If it springs and catches him you'll probably see us over your way again – after we have concluded our business with J. P. There are some of us old-timers – and I believe you are of our way of thinking or I would not write asking you to do this favor for me – who look at horse-stealing just as it used to be looked at – and dealt with. To be plain, we have been losing a lot of valuable animals and we are all considerably "riled."

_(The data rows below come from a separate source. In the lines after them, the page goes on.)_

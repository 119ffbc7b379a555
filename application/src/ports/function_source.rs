//! Port for function schemas that do not come from plugins.

use cmdlayer_domain::FunctionSchema;

/// Source of the non-plugin function schemas offered to the model.
pub trait FunctionSource: Send + Sync {
    /// Functions the legacy agent loop needs (e.g. goal updates).
    fn agent_functions(&self) -> Vec<FunctionSchema>;

    /// Functions for calling expert presets.
    fn expert_functions(&self) -> Vec<FunctionSchema>;

    /// Functions the user defined on the active preset.
    fn user_functions(&self) -> Vec<FunctionSchema>;
}

/// Source with no functions.
pub struct NoFunctions;

impl FunctionSource for NoFunctions {
    fn agent_functions(&self) -> Vec<FunctionSchema> {
        Vec::new()
    }

    fn expert_functions(&self) -> Vec<FunctionSchema> {
        Vec::new()
    }

    fn user_functions(&self) -> Vec<FunctionSchema> {
        Vec::new()
    }
}
//! Prompt domain
//!
//! The command section of the system prompt, used when commands are offered
//! through the marker syntax instead of native tool calling.

pub mod command;

pub use command::{CommandPrompt, render_command_prompt};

The favor I want of you is to tip me off if Plimsoll appears about to leave the country. We have had a tip that he expects to do so before long. If you get wind of this a wire would be much appreciated by me.

Sincerely yours,
W. J. Brandon.

Have been hearing fine things about the way things are being run along modern lines on the Three Star. More power to you. Good stock always pays.

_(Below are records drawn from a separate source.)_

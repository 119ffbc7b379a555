//! Port for inspecting built command schemas.
//!
//! Every syntax block build is offered to a [`SchemaSink`] together with the
//! descriptors it came from, for debugging prompts. Nothing reads the sink
//! back on the request path.

use cmdlayer_domain::CommandDescriptor;
use serde_json::Value;
use std::sync::Mutex;

/// Input and output of one syntax block build.
#[derive(Debug, Clone, PartialEq)]
pub struct SchemaSnapshot {
    /// Descriptors as collected from providers
    pub descriptors: Vec<CommandDescriptor>,
    /// Structure the syntax block was serialized from
    pub structure: Value,
}

/// Port for recording schema snapshots.
///
/// `record` is synchronous and non-fallible; implementations swallow their
/// own failures.
pub trait SchemaSink: Send + Sync {
    fn record(&self, snapshot: &SchemaSnapshot);
}

/// No-op implementation for tests and when inspection is disabled.
pub struct NoSchemaSink;

impl SchemaSink for NoSchemaSink {
    fn record(&self, _snapshot: &SchemaSnapshot) {}
}

/// Keeps the most recent snapshot in memory.
#[derive(Default)]
pub struct LastSchemaSink {
    last: Mutex<Option<SchemaSnapshot>>,
}

impl LastSchemaSink {
    pub fn new() -> Self {
        Self::default()
    }

    /// The most recent snapshot, if any build happened.
    pub fn last(&self) -> Option<SchemaSnapshot> {
        self.last
            .lock()
            .map(|guard| guard.clone())
            .unwrap_or_else(|poisoned| poisoned.into_inner().clone())
    }
}

impl SchemaSink for LastSchemaSink {
    fn record(&self, snapshot: &SchemaSnapshot) {
        let mut guard = self.last.lock().unwrap_or_else(|p| p.into_inner());
        *guard = Some(snapshot.clone());
    }
}

#[cfg(test)]
mod tests {
    use super::*;
    use serde_json::json;

    #[test]
    fn test_last_schema_sink_keeps_latest() {
        let sink = LastSchemaSink::new();
        assert!(sink.last().is_none());

        for name in ["first", "second"] {
            sink.record(&SchemaSnapshot {
                descriptors: vec![CommandDescriptor::new(name, "help")],
                structure: json!({name: {"help": "help"}}),
            });
        }

        let last = sink.last().unwrap();
        assert_eq!(last.descriptors[0].cmd, "second");
        assert_eq!(last.structure, json!({"second": {"help": "help"}}));
    }
}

Sandy filed the letter. There was a room in the ranch-house that was now fitted up as an office, known to the riders of the Three Star as the "Old Man's Room." Sandy had even contemplated a typewriter, but given it up for the time being after talking it over.

"I don't believe I c'ud ever learn to ride one of those contraptions," he said. "I tried it once an' the wires bucked my fingers off reg'lar. But I sure hate writin' longhand."

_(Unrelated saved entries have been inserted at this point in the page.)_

//! Tool call adapter use case.
//!
//! Converts provider tool calls into [`NativeToolCall`]s and moves them
//! through a [`ContextItem`]: finalizing streamed calls, rendering them as
//! marker text for consumers that only read text, and correlating command
//! results for the provider reply.
//!
//! Malformed items are logged and dropped; no operation here fails.

use cmdlayer_domain::command::marker;
use cmdlayer_domain::context::{
    EXTRA_TOOL_CALLS, EXTRA_TOOL_CALLS_OUTPUTS, EXTRA_TOOL_OUTPUT, correlate_outputs,
};
use cmdlayer_domain::tool_call::conversion;
use cmdlayer_domain::{
    AgentToolCall, ChatCompletionsToolCall, CommandInvocation, ContextItem, Conversion,
    NativeToolCall, ProviderToolCall, ResponsesApiToolCall, ToolOutput,
};
use serde_json::Value;
use tracing::{debug, warn};

/// Stateless adapter between provider tool calls, context items and
/// command invocations.
#[derive(Debug, Clone, Copy, Default)]
pub struct ToolCallAdapter;

impl ToolCallAdapter {
    pub fn new() -> Self {
        Self
    }

    /// Convert Chat Completions tool calls; unparseable ones are logged and skipped.
    pub fn from_chat_completions(
        &self,
        calls: &[ChatCompletionsToolCall],
    ) -> Conversion<NativeToolCall> {
        report("chat_completions", conversion::from_chat_completions(calls))
    }

    /// Convert Responses API output items; items that are not function calls
    /// are skipped without logging.
    pub fn from_responses_api(&self, items: &[ResponsesApiToolCall]) -> Conversion<NativeToolCall> {
        report("responses_api", conversion::from_responses_api(items))
    }

    /// Convert agent framework tool calls.
    pub fn from_agent_tool_calls(&self, calls: &[AgentToolCall]) -> Conversion<NativeToolCall> {
        report("agent", conversion::from_agent_tool_calls(calls))
    }

    /// Convert a mixed batch of provider tool calls.
    pub fn unpack(&self, calls: &[ProviderToolCall]) -> Conversion<NativeToolCall> {
        report("provider", conversion::unpack(calls))
    }

    /// Finalize tool calls accumulated while streaming.
    ///
    /// The accepted calls replace `ctx.tool_calls`. With `append_output`,
    /// they are also mirrored into `ctx.extra` together with an empty output
    /// accumulator.
    pub fn normalize_streamed_chunks(
        &self,
        ctx: &mut ContextItem,
        raw_tool_calls: &[Value],
        append_output: bool,
    ) -> Conversion<NativeToolCall> {
        let conversion = report("stream", conversion::from_streamed_chunks(raw_tool_calls));
        ctx.tool_calls = conversion.items.clone();

        if append_output {
            let calls = serde_json::to_value(&ctx.tool_calls).unwrap_or_else(|e| {
                warn!("Could not mirror tool calls into context extra: {}", e);
                Value::Array(Vec::new())
            });
            ctx.extra.insert(EXTRA_TOOL_CALLS.to_string(), calls);
            ctx.extra
                .insert(EXTRA_TOOL_OUTPUT.to_string(), Value::Array(Vec::new()));
        }
        conversion
    }

    /// `{cmd, params}` → native tool call.
    pub fn invocation_to_tool_call(&self, invocation: &CommandInvocation) -> NativeToolCall {
        conversion::invocation_to_tool_call(invocation)
    }

    /// Native tool call → `{cmd, params}` (keeping the id).
    pub fn tool_call_to_invocation(&self, tool_call: &NativeToolCall) -> CommandInvocation {
        conversion::tool_call_to_invocation(tool_call)
    }

    /// Append `ctx.tool_calls` to `ctx.output` as marker text.
    ///
    /// Provider ids are not written into the text.
    pub fn append_as_marker_text(&self, ctx: &mut ContextItem) {
        let invocations: Vec<CommandInvocation> = ctx
            .tool_calls
            .iter()
            .map(|call| call.to_invocation().without_id())
            .collect();
        let encoded = marker::encode_all(&invocations);
        ctx.output.get_or_insert_with(String::new).push_str(&encoded);
    }

    /// Correlate command results in `ctx.input` with `ctx.tool_calls`.
    ///
    /// Returns one output per tool call in call order (last matching result
    /// wins, `""` when none), and stores the same list in
    /// `ctx.extra["tool_calls_outputs"]`.
    pub fn extract_tool_outputs_for_reply(&self, ctx: &mut ContextItem) -> Vec<ToolOutput> {
        let correlated = correlate_outputs(&ctx.tool_calls, ctx.input.as_deref());
        if let Some(reason) = &correlated.input_error {
            debug!("Tool results unavailable, replying with empty outputs: {}", reason);
        }

        let stored = serde_json::to_value(&correlated.outputs).unwrap_or_else(|e| {
            warn!("Could not store tool outputs in context extra: {}", e);
            Value::Array(Vec::new())
        });
        ctx.extra.insert(EXTRA_TOOL_CALLS_OUTPUTS.to_string(), stored);
        correlated.outputs
    }
}

/// Log dropped items: malformed data at `warn`, expected shape differences
/// at `trace`.
fn report(source: &str, conversion: Conversion<NativeToolCall>) -> Conversion<NativeToolCall> {
    for dropped in &conversion.dropped {
        if dropped.error.is_shape_mismatch() {
            tracing::trace!(source, "Skipping tool call: {}", dropped);
        } else {
            warn!(source, "Dropping tool call: {}", dropped);
        }
    }
    debug!(
        source,
        accepted = conversion.items.len(),
        dropped = conversion.dropped.len(),
        "Converted tool calls"
    );
    conversion
}

#[cfg(test)]
mod tests {
    use super::*;
    use cmdlayer_domain::{Params, RawFunctionCall};
    use serde_json::json;

    fn params(value: Value) -> Params {
        value.as_object().unwrap().clone()
    }

    #[test]
    fn test_normalize_streamed_chunks_replaces_tool_calls() {
        let adapter = ToolCallAdapter::new();
        let mut ctx = ContextItem::new().with_tool_calls(vec![NativeToolCall::new(
            "old",
            "stale",
            Params::new(),
        )]);
        let raw = vec![
            json!({"id": "1", "type": "function", "function": {"name": "a", "arguments": "{\"x\":1}"}}),
            json!({"id": "2", "function": {"name": "b", "arguments": "{bad"}}),
        ];

        let conversion = adapter.normalize_streamed_chunks(&mut ctx, &raw, false);
        assert_eq!(conversion.dropped.len(), 1);
        assert_eq!(ctx.tool_calls.len(), 1);
        assert_eq!(ctx.tool_calls[0].id, "1");
        assert!(ctx.extra.is_empty());
    }

    #[test]
    fn test_normalize_streamed_chunks_mirrors_into_extra() {
        let adapter = ToolCallAdapter::new();
        let mut ctx = ContextItem::new();
        let raw = vec![json!({"id": "1", "function": {"name": "a", "arguments": "{}"}})];

        adapter.normalize_streamed_chunks(&mut ctx, &raw, true);
        assert_eq!(
            ctx.extra[EXTRA_TOOL_CALLS],
            json!([{"id": "1", "type": "function", "function": {"name": "a", "arguments": {}}}])
        );
        assert_eq!(ctx.extra[EXTRA_TOOL_OUTPUT], json!([]));
    }

    #[test]
    fn test_append_as_marker_text() {
        let adapter = ToolCallAdapter::new();
        let mut ctx = ContextItem::new().with_tool_calls(vec![
            NativeToolCall::new("1", "read_file", params(json!({"path": "a.txt"}))),
            NativeToolCall::new("2", "get_time", Params::new()),
        ]);

        adapter.append_as_marker_text(&mut ctx);
        assert_eq!(
            ctx.output.as_deref(),
            Some(
                r#"<tool>{"cmd":"read_file","params":{"path":"a.txt"}}</tool><tool>{"cmd":"get_time","params":{}}</tool>"#
            )
        );

        // Appends to existing output and round-trips through the codec
        let mut ctx = ContextItem::new()
            .with_output("Reading. ")
            .with_tool_calls(vec![NativeToolCall::new("1", "ls", Params::new())]);
        adapter.append_as_marker_text(&mut ctx);
        let output = ctx.output.unwrap();
        assert!(output.starts_with("Reading. <tool>"));
        assert_eq!(marker::extract_all(&output), vec![CommandInvocation::new("ls")]);
    }

    #[test]
    fn test_append_without_tool_calls_initializes_output() {
        let mut ctx = ContextItem::new();
        ToolCallAdapter::new().append_as_marker_text(&mut ctx);
        assert_eq!(ctx.output.as_deref(), Some(""));
    }

    #[test]
    fn test_extract_tool_outputs_last_match_wins_and_persists() {
        let adapter = ToolCallAdapter::new();
        let mut ctx = ContextItem::new()
            .with_input(r#"[{"request":{"cmd":"foo"},"result":"A"},{"request":{"cmd":"foo"},"result":"B"}]"#)
            .with_tool_calls(vec![NativeToolCall::new("1", "foo", Params::new())]);

        let outputs = adapter.extract_tool_outputs_for_reply(&mut ctx);
        assert_eq!(outputs, vec![ToolOutput::new("1", "B")]);
        assert_eq!(
            ctx.extra[EXTRA_TOOL_CALLS_OUTPUTS],
            json!([{"tool_call_id": "1", "output": "B"}])
        );
    }

    #[test]
    fn test_extract_tool_outputs_with_invalid_input() {
        let adapter = ToolCallAdapter::new();
        let mut ctx = ContextItem::new()
            .with_input("this is not json")
            .with_tool_calls(vec![
                NativeToolCall::new("1", "foo", Params::new()),
                NativeToolCall::new("2", "bar", Params::new()),
            ]);

        let outputs = adapter.extract_tool_outputs_for_reply(&mut ctx);
        assert_eq!(outputs, vec![ToolOutput::empty("1"), ToolOutput::empty("2")]);
        assert_eq!(
            ctx.extra[EXTRA_TOOL_CALLS_OUTPUTS],
            json!([{"tool_call_id": "1", "output": ""}, {"tool_call_id": "2", "output": ""}])
        );
    }

    #[test]
    fn test_chat_completions_then_invocations() {
        let adapter = ToolCallAdapter::new();
        let calls = vec![ChatCompletionsToolCall {
            id: "call_1".to_string(),
            call_type: "function".to_string(),
            function: RawFunctionCall {
                name: "read_file".to_string(),
                arguments: r#"{"path":"a.txt"}"#.to_string(),
            },
        }];
        let conversion = adapter.from_chat_completions(&calls);
        let invocation = adapter.tool_call_to_invocation(&conversion.items[0]);
        assert_eq!(invocation.id.as_deref(), Some("call_1"));
        assert_eq!(invocation.get_string("path"), Some("a.txt"));
        assert_eq!(adapter.invocation_to_tool_call(&invocation), conversion.items[0]);
    }
}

"Why not import one of them stenographers?" suggested Mormon.

"Sure," jeered Sam. "Why not? Then you c'ud put in yore spare moments gentlin' a hawss fo' her an' pickin' wild flowers, until Mirandy Bailey persuades her the climate is too chilly. But I'll bet Molly c'ud handle that end of it prime, if she was back."

"I w'udn't wonder," said Sandy.

There was a lot of interjected talk about what Molly might say or do. With the founding of the Three Star Ranch the lives of the partners had changed a good deal. They held responsibilities, they owned a home and they lived there. None of them, since they were children, had ever known the close companionship of a young girl. Mormon's matrimonial adventures had been foredoomed shipwrecks on the sands of time, his wives marital pirates preying on his good nature and earnings. Molly had leavened their existences in a way that two of them hardly suspected and the yeast of affection was still working. Each hung to the hope that she might return to the ranch again to stay and each felt that hope was a faint one.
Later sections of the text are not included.